The PRC further promised in the Joint Declaration that the "judicial power" that was to "be vested in the courts" of the SAR was to be exercised "independently and free from any interference." The only limit upon the discretion of judicial decisions mentioned in the Joint Declaration was "the laws of the Hong Kong Special Administrative Region and [to a lesser extent] precedents in other common law jurisdictions." Despite these promises, however, most of the academic and popular discussion about Hong Kong's judiciary in the United States, and much of it in Hong Kong, during the several years leading up to the reversion to Chinese sovereignty, revolved around a fear about its decline after the reversion. The source of concern was China's lack of respect for judicial independence and its predisposition against courts as enforcers of rights. Litigants may not challenge the constitutionality of legislation or administrative acts in the courts of the People's Republic of China (PRC), and under the Administrative Litigation Law, may under only limited circumstances challenge the legality of administrative acts in PRC courts. Only the National People's Congress (NPC) may interpret the PRC constitution in the PRC.

Britain's relative lack of concern for the people of Hong Kong in the years leading up to the transfer of sovereignty only compounded these fears. The British officials who governed Hong Kong during the last two decades of British colonial rule over the city did little to ensure that the PRC would maintain the scope of judicial review present in Hong Kong at the transfer of sovereignty. Nor did the United Kingdom do as much as it might have to include Hong Kong residents in the negotiations about the terms of the transition of power. The few dozen locals who participated in drafting the constitution for Hong Kong after the transfer were known to be carefully chosen by China's leaders, who considered loyalty to Beijing to be the paramount qualification for participation. Members of Hong Kong's Democratic Party in particular feared that, without the input of a more rights-conscious group of Hong Kong citizens, conditions were ripe for China to take away from Hong Kong's judiciary the power to review governmental acts. These Democrats criticized even Governor Christopher Patten's pro-democracy government for caving in to China on the terms of the judicial review for Hong Kong courts that the PRC enacted in 1995. One American law student has concluded in a law review note, that with limitations on judicial review enacted in the Basic Law and in the Hong Kong ordinance establishing Hong Kong's Court of Final Appeal, China eviscerated it.

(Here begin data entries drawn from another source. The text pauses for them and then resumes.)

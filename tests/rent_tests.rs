//! Rent and building rules on the standard board.

use oligopoly::board::{presets, HOTEL, HOUSE, MONEY};
use oligopoly::core::{Action, DiceRoll, Ledger, PlayerId};
use oligopoly::game::Game;
use oligopoly::rules::RulesEngine;

const OWNER: PlayerId = PlayerId::new(1);

fn game_with_owner(properties: &[&str]) -> Game {
    let mut game = Game::new(presets::standard(), 2, 1);
    for property in properties {
        game.player_mut(OWNER).items.set(*property, 1);
    }
    game
}

fn holder_action(game: &Game, property: &str, name: &str) -> Action {
    game.item_actions(property)
        .into_iter()
        .find(|a| a.name == name)
        .unwrap_or_else(|| panic!("{name} not offered for {property}"))
}

/// Test base rent and the doubled rent of a full color group.
#[test]
fn test_street_rent_monopoly_doubles() {
    let game = game_with_owner(&["BROWN_1"]);
    assert_eq!(game.rent("BROWN_1"), Ledger::single(MONEY, 2));

    let game = game_with_owner(&["BROWN_1", "BROWN_2"]);
    assert_eq!(game.rent("BROWN_1"), Ledger::single(MONEY, 4));
    assert_eq!(game.rent("BROWN_2"), Ledger::single(MONEY, 8));
}

/// Test that houses use the ladder whether or not the group is complete.
#[test]
fn test_street_rent_with_buildings() {
    let mut game = game_with_owner(&["BROWN_1"]);
    game.property_state_mut("BROWN_1").set_buildings(HOUSE, 2);
    assert_eq!(game.rent("BROWN_1"), Ledger::single(MONEY, 30));

    game.property_state_mut("BROWN_1").set_buildings(HOUSE, 0);
    game.property_state_mut("BROWN_1").set_buildings(HOTEL, 1);
    assert_eq!(game.rent("BROWN_1"), Ledger::single(MONEY, 250));
}

/// Test railroad tiers by number owned.
#[test]
fn test_railroad_rent_tiers() {
    let game = game_with_owner(&["RAILROAD_1"]);
    assert_eq!(game.rent("RAILROAD_1"), Ledger::single(MONEY, 25));

    let game = game_with_owner(&["RAILROAD_1", "RAILROAD_2"]);
    assert_eq!(game.rent("RAILROAD_2"), Ledger::single(MONEY, 50));

    let game = game_with_owner(&["RAILROAD_1", "RAILROAD_2", "RAILROAD_3", "RAILROAD_4"]);
    assert_eq!(game.rent("RAILROAD_4"), Ledger::single(MONEY, 200));
}

/// Test that utility rent scales with the last roll, and is zero before one.
#[test]
fn test_utility_rent_scales_with_roll() {
    let mut game = game_with_owner(&["UTILITY_1"]);
    assert!(game.rent("UTILITY_1").is_empty());

    // Tile 12 is the first utility
    game.current_player_mut().set_location(5);
    game.transition_to_premove();
    game.apply_roll(DiceRoll(3, 4));
    assert_eq!(game.current_player().location(), 12);
    assert_eq!(game.rent("UTILITY_1"), Ledger::single(MONEY, 28));

    game.player_mut(OWNER).items.set("UTILITY_2", 1);
    assert_eq!(game.rent("UTILITY_1"), Ledger::single(MONEY, 70));
}

/// Test that unowned properties have no rent.
#[test]
fn test_unowned_rent_is_empty() {
    let game = Game::new(presets::standard(), 2, 1);
    assert!(game.rent("BLUE_2").is_empty());
    assert!(game.rent("NOT_A_PROPERTY").is_empty());
}

/// Test paying rent through the action protocol moves exactly the rent.
#[test]
fn test_pay_rent_transfers_exactly() {
    let mut game = game_with_owner(&["BROWN_1", "BROWN_2"]);
    game.transition_to_premove();
    game.apply_roll(DiceRoll(0, 1));

    let pay = game.current_actions()[0].clone();
    assert_eq!(pay.name, "Pay Rent");
    assert_eq!(pay.cost, Ledger::single(MONEY, 4));
    game.apply_action(&pay).unwrap();

    assert_eq!(game.current_player().items.get(MONEY), 1496);
    assert_eq!(game.player(OWNER).items.get(MONEY), 1504);
    assert_eq!(game.current_player().last_creditor(), Some(OWNER));
}

/// Test landing on a mortgaged property of another player costs nothing.
#[test]
fn test_mortgaged_property_is_free() {
    let mut game = game_with_owner(&["BROWN_1"]);
    game.property_state_mut("BROWN_1").set_mortgaged(true);
    game.transition_to_premove();
    game.apply_roll(DiceRoll(0, 1));

    let names: Vec<_> = game.current_actions().iter().map(|a| a.name.as_str()).collect();
    assert_eq!(names, ["End Turn"]);
}

/// Test building up to a hotel and selling it back.
#[test]
fn test_build_and_sell() {
    let mut game = Game::new(presets::standard(), 2, 1);
    game.current_player_mut().items.set("BROWN_1", 1);
    assert!(!holder_action(&game, "BROWN_1", "Buy House").is_allowed(&game));

    game.current_player_mut().items.set("BROWN_2", 1);
    for _ in 0..4 {
        let buy = holder_action(&game, "BROWN_1", "Buy House");
        game.apply_action(&buy).unwrap();
    }
    assert_eq!(game.property_state("BROWN_1").buildings().get(HOUSE), 4);
    assert!(!holder_action(&game, "BROWN_1", "Buy House").is_allowed(&game));
    assert!(!holder_action(&game, "BROWN_1", "Mortgage").is_allowed(&game));

    let hotel = holder_action(&game, "BROWN_1", "Buy Hotel");
    game.apply_action(&hotel).unwrap();
    let buildings = game.property_state("BROWN_1").buildings();
    assert_eq!(buildings.get(HOUSE), 0);
    assert_eq!(buildings.get(HOTEL), 1);
    assert_eq!(game.current_player().items.get(MONEY), 1500 - 4 * 50 - 50);

    let sell = holder_action(&game, "BROWN_1", "Sell Hotel");
    assert_eq!(sell.cost, Ledger::single(MONEY, -25));
    game.apply_action(&sell).unwrap();
    assert!(game.property_state("BROWN_1").buildings().is_empty());
    assert_eq!(game.current_player().items.get(MONEY), 1275);
}

/// Test the mortgage round trip costs ten percent.
#[test]
fn test_mortgage_and_unmortgage() {
    let mut game = Game::new(presets::standard(), 2, 1);
    game.current_player_mut().items.set("BROWN_1", 1);

    let mortgage = holder_action(&game, "BROWN_1", "Mortgage");
    game.apply_action(&mortgage).unwrap();
    assert!(game.property_state("BROWN_1").is_mortgaged());
    assert_eq!(game.current_player().items.get(MONEY), 1530);
    assert!(!holder_action(&game, "BROWN_1", "Buy House").is_allowed(&game));

    let unmortgage = holder_action(&game, "BROWN_1", "Unmortgage");
    assert_eq!(unmortgage.cost, Ledger::single(MONEY, 33));
    game.apply_action(&unmortgage).unwrap();
    assert!(!game.property_state("BROWN_1").is_mortgaged());
    assert_eq!(game.current_player().items.get(MONEY), 1497);
}

/// Test that holder actions belong to whoever holds the item.
#[test]
fn test_holder_actions_need_the_item() {
    let game = game_with_owner(&["BROWN_1"]);
    assert!(game.item_actions("BROWN_1").is_empty());
    assert_eq!(game.item_description("BROWN_1"), "Owned by Player 2");
}

/// Test that buildings cannot be placed on a mortgaged property directly.
#[test]
#[should_panic(expected = "Cannot build on a mortgaged property")]
fn test_no_buildings_on_mortgaged_property() {
    let mut game = game_with_owner(&["BROWN_1"]);
    game.property_state_mut("BROWN_1").set_mortgaged(true);
    game.property_state_mut("BROWN_1").add_buildings(HOUSE, 1);
}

Contrary to these dire predictions, however, judicial review in Hong Kong after its transfer to China did not disappear. It survived the transfer, though with uncertainty about its parameters. Uncertainty about such parameters is not unusual in legal systems and does not itself diminish its health. In fact, a state of uncertainty can lead to a state of flux, which provides opportunities to enlarge the scope of judicial review. Just like much of the rest of Hong Kong society, its judiciary stands at a juncture of great possibility for defining the boundaries of judicial review. Now embarked on its fourth year under Chinese rule, Hong Kong is being shaken to its foundations, with academic freedom being questioned in protests and in the press, the reputation of the Chief Executive and the courts under attack, and 47 people being stabbed or injured by fire in a riot staged by about 20 mainland Chinese in Hong Kong's Immigration Department after they were refused local identity cards. It is a situation which, because of the change it is inviting, can just as easily bode well as ill. The key for the judiciary of Hong Kong if it wants to help move the trajectory toward well and away from ill is prudence in the exercise of its review power.

Judicial review in Hong Kong's British tradition encompasses three types of authority. One is the power to invalidate statutes because they conflict with the constitution. In colonial Hong Kong, courts could invalidate Hong Kong statutes if they contravened British legislation and constitutional law for Hong Kong, namely, the Letters Patent and the Orders in Council. In the Hong Kong Special Administrative Region (HKSAR), there are potentially two types of constitutional issues, those arising under the PRC constitution and those arising under the Basic Law. Another kind of judicial review is the power to declare administrative acts either contrary to the enabling statute or unconstitutional. In colonial Hong Kong courts exercised this power, and they continue to do so under Chinese rule, although this power is complicated by the two-tiered structure of government in the Hong Kong SAR, in which Hong Kong is subject to the administrative decisions of both a local administration and a national administration, and it is unclear whether Hong Kong courts may review PRC administrative acts. A third sense of judicial review is the power to review acts in general, or, in other words, the jurisdiction of the court.

Under this scheme, courts reach the zenith of their powers when they invalidate statutes, because this puts them on a virtually equal footing with the legislature, and in a legal system where the executive is primarily responsible for the bills that the legislature enacts, as is the case in Hong Kong, because this puts them on a virtually equal footing with the executive. The clearest gauge, then, of whether judicial review lost ground in Hong Kong under Chinese rule is whether the Hong Kong courts lost the power to declare local statutes unconstitutional. I argue in this article that Hong Kong courts have not lost the power to declare local statutes unconstitutional. Rather, at the start of the fourth year of the Hong Kong SAR, its courts enjoy power to invalidate statutes that is encumbered by few legal constraints.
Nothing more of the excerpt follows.